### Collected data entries
----
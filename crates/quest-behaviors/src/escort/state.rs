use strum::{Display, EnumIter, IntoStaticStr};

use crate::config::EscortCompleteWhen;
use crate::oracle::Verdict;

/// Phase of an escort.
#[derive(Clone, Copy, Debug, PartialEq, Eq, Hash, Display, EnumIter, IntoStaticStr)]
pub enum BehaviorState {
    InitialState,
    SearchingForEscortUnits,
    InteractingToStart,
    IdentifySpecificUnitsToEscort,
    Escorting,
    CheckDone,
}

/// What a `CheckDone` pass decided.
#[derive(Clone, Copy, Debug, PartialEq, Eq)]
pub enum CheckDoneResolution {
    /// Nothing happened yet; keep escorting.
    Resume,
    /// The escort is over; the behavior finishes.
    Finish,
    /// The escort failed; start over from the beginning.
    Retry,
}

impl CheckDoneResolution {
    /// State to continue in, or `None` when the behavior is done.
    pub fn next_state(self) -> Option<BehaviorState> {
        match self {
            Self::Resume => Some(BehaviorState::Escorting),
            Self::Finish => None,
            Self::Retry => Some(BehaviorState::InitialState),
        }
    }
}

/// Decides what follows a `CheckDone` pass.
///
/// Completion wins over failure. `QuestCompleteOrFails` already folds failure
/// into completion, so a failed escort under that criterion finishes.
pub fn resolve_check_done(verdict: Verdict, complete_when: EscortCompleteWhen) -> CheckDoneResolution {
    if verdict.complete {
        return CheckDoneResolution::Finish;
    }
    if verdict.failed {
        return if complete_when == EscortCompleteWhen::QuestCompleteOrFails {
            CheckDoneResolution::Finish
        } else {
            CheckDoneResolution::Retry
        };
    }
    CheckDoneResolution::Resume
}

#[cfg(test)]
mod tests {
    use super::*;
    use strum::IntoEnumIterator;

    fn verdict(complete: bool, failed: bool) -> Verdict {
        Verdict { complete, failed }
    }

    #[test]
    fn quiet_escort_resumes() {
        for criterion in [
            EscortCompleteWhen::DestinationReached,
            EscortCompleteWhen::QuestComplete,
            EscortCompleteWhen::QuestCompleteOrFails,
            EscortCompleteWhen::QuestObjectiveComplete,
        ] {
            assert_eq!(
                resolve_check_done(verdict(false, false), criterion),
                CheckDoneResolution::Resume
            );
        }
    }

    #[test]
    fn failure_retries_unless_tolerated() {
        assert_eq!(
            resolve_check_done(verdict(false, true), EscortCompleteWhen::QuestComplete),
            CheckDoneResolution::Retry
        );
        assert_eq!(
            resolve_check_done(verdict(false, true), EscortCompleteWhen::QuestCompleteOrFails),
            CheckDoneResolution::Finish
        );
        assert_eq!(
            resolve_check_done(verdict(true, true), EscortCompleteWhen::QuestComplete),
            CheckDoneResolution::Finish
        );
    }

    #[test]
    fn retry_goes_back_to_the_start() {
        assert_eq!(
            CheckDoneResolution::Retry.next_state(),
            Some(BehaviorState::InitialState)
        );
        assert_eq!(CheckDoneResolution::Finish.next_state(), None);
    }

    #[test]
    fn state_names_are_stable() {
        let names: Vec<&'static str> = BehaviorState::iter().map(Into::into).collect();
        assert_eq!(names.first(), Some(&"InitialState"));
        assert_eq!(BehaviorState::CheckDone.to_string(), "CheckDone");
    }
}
----
### The task
Gather each line of the records holding the string "IntoStaticStr".

### Exercise answer
use strum::{Display, EnumIter, IntoStaticStr};
#[derive(Clone, Copy, Debug, PartialEq, Eq, Hash, Display, EnumIter, IntoStaticStr)]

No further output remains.